このときの僕は一瞬その子が亡くなったことも忘れて安堵していた。
自分が知っている子を目の前で失い悲しむのも束の間、かつて笑顔で会話した母になぜ助けなかったかと理由を求められる。
危なかった。
何が危なかったのか自分でもよく分からないけど、そう思った。
もしあの母が僕のところにまで来ていたら、
あの虚な目で見つめられながら胸元を掴まれ質問されていたらーーーーー。
想像するだけで恐ろしかった。
何度思い出してもあの瞬間は耐え難い。
地獄の瞬間っていうのは想像していた以上に静かなんだと思った。
その後徐々に落ち着きを取り戻した母は、最後に皆に謝罪し看護師とともに一旦救急外来を出て行った。

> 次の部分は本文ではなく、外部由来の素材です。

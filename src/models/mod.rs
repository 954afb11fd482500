//! Data models for the scheduling core

pub mod service;
pub mod timetable;

// Re-export commonly used types
pub use service::{Service, ServiceInput};
pub use timetable::{
    CreateTimetable, DayOfWeek, NewTimetableDay, OpeningInterval, Timetable, TimetableDay,
    TimetableDetails, WeekSchedule,
};
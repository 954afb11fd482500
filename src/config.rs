//! Configuration management for the scheduling core

use config::{Config, ConfigError, Environment, File};
use serde::Deserialize;
use std::env;

#[derive(Debug, Deserialize, Clone)]
#[serde(default)]
pub struct DatabaseConfig {
    /// Full connection URL; takes precedence over the discrete fields below
    pub url: Option<String>,
    pub host: String,
    pub port: u16,
    pub user: String,
    pub password: Option<String>,
    pub name: String,
    pub ssl_mode: bool,
    /// Session time zone
    pub timezone: Option<String>,
    pub max_connections: u32,
    pub min_connections: u32,
}

#[derive(Debug, Deserialize, Clone)]
#[serde(default)]
pub struct LoggingConfig {
    pub level: String,
    /// `pretty` or `json`
    pub format: String,
}

#[derive(Debug, Deserialize, Clone, Default)]
pub struct AppConfig {
    #[serde(default)]
    pub database: DatabaseConfig,
    #[serde(default)]
    pub logging: LoggingConfig,
}

impl AppConfig {
    /// Load configuration from files and environment variables
    pub fn load() -> Result<Self, ConfigError> {
        let run_mode = env::var("RUN_MODE").unwrap_or_else(|_| "development".into());

        let config = Config::builder()
            // Start with default configuration
            .add_source(File::with_name("config/default").required(false))
            // Layer on the environment-specific file
            .add_source(File::with_name(&format!("config/{}", run_mode)).required(false))
            // Add environment variables (with prefix APPOINT_)
            .add_source(environment())
            // Override database URL from DATABASE_URL env var if present
            .set_override_option("database.url", env::var("DATABASE_URL").ok())?
            .build()?;

        config.try_deserialize()
    }
}

/// `APPOINT_DATABASE__MAX_CONNECTIONS` maps to `database.max_connections`
fn environment() -> Environment {
    Environment::with_prefix("APPOINT")
        .prefix_separator("_")
        .separator("__")
        .try_parsing(true)
}

impl LoggingConfig {
    pub fn is_json(&self) -> bool {
        self.format.eq_ignore_ascii_case("json")
    }
}

impl Default for DatabaseConfig {
    fn default() -> Self {
        Self {
            url: None,
            host: "localhost".to_string(),
            port: 5432,
            user: "postgres".to_string(),
            password: None,
            name: "appoint".to_string(),
            ssl_mode: true,
            timezone: None,
            max_connections: 10,
            min_connections: 2,
        }
    }
}

impl Default for LoggingConfig {
    fn default() -> Self {
        Self {
            level: "info".to_string(),
            format: "pretty".to_string(),
        }
    }
}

うなだれていた父もゆっくりとその後を追い、やがて姿が見えなくなった。
これで話はおしまいだ。
そのあと実はその子が奇跡の復活を遂げたとか、後日父母が我が子の死を乗り越えて笑顔をまた見せるようになったとか、
そんな美談は何もない。
その後に両親とは僕は一度も会っていない。
子どもの死という絶望を親と共有した。
ただそれだけだった。オチもどんでん返しもない。
そこから得られたのは次につながる有意義な学びではなく、己の無力感だけだった。
ちなみにその子がなぜ亡くなったのかについては結局分からずじまいだった。
実は健康な子が突然亡くなる、ということは稀だが他にも複数の報告がある。
それらをまとめて乳幼児突然死症候群というそのまんまな名前がつけられている。
要するに現代医療では解明できない謎の死だ。
後味の悪い話で申し訳ないけど、これが僕が医療をしていて一番感情が揺り動かされたエピソードであり、もう二度と経験したくないものだ。
「何事も捉え方次第」ってよく言うけど、僕は未だにこのエピソードを絶望的な切り口でしか語ることができない。
だから今回はそのまま書かせてもらった。
最後まで読んでくれて本当にどうもありがとう。